• Problem to work on: From the records below, please repeat exactly the line that has "repository 77c3d66f6a1a0b8c", the line that has "<pre><code>&nbsp;> def s", and every line between them, and nothing else.

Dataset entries
+++

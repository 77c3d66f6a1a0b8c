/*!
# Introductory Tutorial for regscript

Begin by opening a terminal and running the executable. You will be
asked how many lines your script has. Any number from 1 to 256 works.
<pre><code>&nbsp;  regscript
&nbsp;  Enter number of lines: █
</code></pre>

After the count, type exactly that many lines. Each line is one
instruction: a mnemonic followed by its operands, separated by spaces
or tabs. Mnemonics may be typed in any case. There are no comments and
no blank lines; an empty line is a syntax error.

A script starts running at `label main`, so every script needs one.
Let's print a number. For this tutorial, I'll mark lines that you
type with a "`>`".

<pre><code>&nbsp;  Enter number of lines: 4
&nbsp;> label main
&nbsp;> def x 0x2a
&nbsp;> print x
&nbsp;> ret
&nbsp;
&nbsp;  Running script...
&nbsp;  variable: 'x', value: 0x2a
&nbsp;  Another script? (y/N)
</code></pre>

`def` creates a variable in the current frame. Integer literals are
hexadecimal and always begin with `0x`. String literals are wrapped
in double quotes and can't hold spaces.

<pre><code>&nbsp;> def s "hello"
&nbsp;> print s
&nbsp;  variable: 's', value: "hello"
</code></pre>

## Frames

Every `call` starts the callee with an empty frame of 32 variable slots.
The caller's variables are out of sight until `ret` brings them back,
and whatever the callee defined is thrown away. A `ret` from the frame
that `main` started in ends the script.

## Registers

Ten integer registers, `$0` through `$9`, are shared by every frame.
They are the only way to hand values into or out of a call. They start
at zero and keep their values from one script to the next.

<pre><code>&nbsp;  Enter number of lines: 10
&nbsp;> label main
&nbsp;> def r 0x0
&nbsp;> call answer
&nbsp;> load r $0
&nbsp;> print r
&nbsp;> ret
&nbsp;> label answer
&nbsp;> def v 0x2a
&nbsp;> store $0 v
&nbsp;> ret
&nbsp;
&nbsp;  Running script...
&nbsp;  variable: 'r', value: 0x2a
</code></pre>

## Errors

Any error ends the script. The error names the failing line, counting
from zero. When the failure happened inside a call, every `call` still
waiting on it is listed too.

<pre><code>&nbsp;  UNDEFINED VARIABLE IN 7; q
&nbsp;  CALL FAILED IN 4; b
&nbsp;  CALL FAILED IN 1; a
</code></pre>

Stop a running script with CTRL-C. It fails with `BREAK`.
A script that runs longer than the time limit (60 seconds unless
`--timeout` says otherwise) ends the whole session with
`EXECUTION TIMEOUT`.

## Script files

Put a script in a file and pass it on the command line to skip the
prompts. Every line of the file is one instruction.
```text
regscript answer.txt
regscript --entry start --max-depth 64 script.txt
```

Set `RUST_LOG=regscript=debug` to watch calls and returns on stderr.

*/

+++

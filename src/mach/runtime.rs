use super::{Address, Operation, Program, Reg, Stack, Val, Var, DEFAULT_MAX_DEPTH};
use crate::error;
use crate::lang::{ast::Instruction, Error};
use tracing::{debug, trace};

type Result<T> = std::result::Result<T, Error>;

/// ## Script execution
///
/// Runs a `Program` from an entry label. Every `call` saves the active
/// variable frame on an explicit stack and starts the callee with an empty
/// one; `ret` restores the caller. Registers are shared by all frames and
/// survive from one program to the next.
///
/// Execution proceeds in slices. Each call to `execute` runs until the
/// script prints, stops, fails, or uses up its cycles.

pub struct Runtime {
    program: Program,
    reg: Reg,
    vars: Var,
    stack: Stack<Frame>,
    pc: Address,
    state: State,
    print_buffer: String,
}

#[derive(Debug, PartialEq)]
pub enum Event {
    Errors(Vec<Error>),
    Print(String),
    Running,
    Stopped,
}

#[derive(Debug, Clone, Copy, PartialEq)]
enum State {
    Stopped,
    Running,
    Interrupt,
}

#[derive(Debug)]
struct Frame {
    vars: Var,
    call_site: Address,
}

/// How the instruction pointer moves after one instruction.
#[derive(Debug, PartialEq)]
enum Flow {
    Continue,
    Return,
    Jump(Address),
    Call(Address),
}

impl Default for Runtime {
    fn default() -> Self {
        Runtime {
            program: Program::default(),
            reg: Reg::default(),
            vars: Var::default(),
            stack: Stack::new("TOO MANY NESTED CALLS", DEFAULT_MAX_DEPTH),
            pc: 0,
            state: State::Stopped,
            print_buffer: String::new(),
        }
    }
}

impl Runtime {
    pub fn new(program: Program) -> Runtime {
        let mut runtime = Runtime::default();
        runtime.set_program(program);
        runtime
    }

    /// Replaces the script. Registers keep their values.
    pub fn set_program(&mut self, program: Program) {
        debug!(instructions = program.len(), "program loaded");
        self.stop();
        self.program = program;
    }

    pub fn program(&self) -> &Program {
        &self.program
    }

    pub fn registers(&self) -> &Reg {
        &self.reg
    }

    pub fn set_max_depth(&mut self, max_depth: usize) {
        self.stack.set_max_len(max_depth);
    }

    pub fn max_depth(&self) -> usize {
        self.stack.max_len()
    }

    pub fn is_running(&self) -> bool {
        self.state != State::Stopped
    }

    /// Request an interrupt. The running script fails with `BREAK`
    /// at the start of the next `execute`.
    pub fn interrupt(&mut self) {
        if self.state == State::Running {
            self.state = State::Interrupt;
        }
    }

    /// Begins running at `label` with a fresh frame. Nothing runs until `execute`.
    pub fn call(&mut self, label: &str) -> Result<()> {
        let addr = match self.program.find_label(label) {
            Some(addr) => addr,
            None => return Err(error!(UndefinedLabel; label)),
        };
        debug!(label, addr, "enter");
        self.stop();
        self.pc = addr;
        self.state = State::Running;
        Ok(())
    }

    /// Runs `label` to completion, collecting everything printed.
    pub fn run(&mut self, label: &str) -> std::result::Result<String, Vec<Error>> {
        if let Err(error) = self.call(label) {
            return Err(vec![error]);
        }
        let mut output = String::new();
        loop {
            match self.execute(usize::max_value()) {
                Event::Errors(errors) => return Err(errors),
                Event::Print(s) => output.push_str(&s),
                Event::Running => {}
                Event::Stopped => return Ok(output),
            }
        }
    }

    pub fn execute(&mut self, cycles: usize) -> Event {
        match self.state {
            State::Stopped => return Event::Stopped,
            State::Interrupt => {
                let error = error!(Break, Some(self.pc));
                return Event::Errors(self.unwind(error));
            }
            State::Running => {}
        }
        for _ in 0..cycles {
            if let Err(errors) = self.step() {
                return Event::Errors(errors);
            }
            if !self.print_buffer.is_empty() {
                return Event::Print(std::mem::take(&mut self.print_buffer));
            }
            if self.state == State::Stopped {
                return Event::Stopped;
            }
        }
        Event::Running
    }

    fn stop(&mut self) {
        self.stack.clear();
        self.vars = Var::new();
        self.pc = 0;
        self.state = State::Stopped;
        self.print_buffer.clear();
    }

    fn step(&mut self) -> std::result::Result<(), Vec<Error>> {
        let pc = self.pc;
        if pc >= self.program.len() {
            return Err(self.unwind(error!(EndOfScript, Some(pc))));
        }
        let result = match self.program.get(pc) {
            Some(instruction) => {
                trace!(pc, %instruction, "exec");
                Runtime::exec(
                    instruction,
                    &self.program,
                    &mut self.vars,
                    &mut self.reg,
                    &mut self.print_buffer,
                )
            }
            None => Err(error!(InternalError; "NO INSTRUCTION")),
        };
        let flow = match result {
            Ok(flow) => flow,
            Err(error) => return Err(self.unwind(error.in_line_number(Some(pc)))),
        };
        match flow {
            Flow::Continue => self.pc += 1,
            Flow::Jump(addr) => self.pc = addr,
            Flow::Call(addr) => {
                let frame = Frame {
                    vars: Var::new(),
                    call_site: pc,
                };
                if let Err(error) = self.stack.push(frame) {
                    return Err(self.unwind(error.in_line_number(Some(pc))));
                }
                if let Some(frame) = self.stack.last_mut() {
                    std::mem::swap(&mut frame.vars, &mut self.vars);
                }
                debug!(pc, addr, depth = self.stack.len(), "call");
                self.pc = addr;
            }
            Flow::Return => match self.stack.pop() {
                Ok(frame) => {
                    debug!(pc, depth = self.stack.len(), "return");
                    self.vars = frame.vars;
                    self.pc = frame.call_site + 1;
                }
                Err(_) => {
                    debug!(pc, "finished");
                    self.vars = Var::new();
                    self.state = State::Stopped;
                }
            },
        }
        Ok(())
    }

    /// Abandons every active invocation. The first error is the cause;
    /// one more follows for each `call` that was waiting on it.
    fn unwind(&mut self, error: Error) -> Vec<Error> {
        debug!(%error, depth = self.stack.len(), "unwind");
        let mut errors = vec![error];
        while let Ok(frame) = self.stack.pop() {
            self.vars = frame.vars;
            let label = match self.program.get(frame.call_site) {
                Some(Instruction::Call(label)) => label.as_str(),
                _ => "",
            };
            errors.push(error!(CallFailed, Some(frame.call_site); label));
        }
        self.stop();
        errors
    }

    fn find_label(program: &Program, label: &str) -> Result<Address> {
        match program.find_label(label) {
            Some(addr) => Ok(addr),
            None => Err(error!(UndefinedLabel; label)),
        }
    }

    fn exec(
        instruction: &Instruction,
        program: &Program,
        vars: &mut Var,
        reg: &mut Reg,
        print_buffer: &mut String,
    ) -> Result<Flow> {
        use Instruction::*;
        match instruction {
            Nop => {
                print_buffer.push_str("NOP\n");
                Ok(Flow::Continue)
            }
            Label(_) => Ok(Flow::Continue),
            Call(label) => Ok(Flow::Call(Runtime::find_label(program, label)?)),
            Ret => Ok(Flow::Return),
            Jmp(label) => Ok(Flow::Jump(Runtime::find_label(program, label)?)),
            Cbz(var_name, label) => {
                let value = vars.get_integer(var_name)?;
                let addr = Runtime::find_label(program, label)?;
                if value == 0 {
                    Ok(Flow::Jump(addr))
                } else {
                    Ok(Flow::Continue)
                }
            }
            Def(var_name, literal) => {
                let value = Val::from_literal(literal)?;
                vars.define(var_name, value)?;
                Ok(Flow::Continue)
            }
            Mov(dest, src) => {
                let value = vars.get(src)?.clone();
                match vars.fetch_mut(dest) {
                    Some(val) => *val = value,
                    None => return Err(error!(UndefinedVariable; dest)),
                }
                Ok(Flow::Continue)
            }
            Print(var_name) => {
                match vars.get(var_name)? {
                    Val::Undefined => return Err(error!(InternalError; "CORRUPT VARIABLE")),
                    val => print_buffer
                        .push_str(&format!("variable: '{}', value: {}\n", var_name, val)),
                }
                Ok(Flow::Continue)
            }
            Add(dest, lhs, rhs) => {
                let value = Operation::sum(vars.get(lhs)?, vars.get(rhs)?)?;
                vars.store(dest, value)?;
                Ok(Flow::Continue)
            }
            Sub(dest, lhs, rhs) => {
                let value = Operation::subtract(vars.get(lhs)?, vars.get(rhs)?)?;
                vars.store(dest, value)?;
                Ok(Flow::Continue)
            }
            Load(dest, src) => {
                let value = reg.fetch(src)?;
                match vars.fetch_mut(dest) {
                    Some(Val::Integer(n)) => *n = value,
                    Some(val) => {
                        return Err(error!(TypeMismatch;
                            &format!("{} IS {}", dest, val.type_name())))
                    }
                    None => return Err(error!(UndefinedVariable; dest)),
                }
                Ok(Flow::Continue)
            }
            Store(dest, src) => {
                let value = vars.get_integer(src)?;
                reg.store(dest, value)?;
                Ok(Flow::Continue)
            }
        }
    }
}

+++

• Answer to this exercise:
repository 77c3d66f6a1a0b8c
/*!
# Introductory Tutorial for regscript

Begin by opening a terminal and running the executable. You will be
asked how many lines your script has. Any number from 1 to 256 works.
<pre><code>&nbsp;  regscript
&nbsp;  Enter number of lines: █
</code></pre>

After the count, type exactly that many lines. Each line is one
instruction: a mnemonic followed by its operands, separated by spaces
or tabs. Mnemonics may be typed in any case. There are no comments and
no blank lines; an empty line is a syntax error.

A script starts running at `label main`, so every script needs one.
Let's print a number. For this tutorial, I'll mark lines that you
type with a "`>`".

<pre><code>&nbsp;  Enter number of lines: 4
&nbsp;> label main
&nbsp;> def x 0x2a
&nbsp;> print x
&nbsp;> ret
&nbsp;
&nbsp;  Running script...
&nbsp;  variable: 'x', value: 0x2a
&nbsp;  Another script? (y/N)
</code></pre>

`def` creates a variable in the current frame. Integer literals are
hexadecimal and always begin with `0x`. String literals are wrapped
in double quotes and can't hold spaces.

<pre><code>&nbsp;> def s "hello"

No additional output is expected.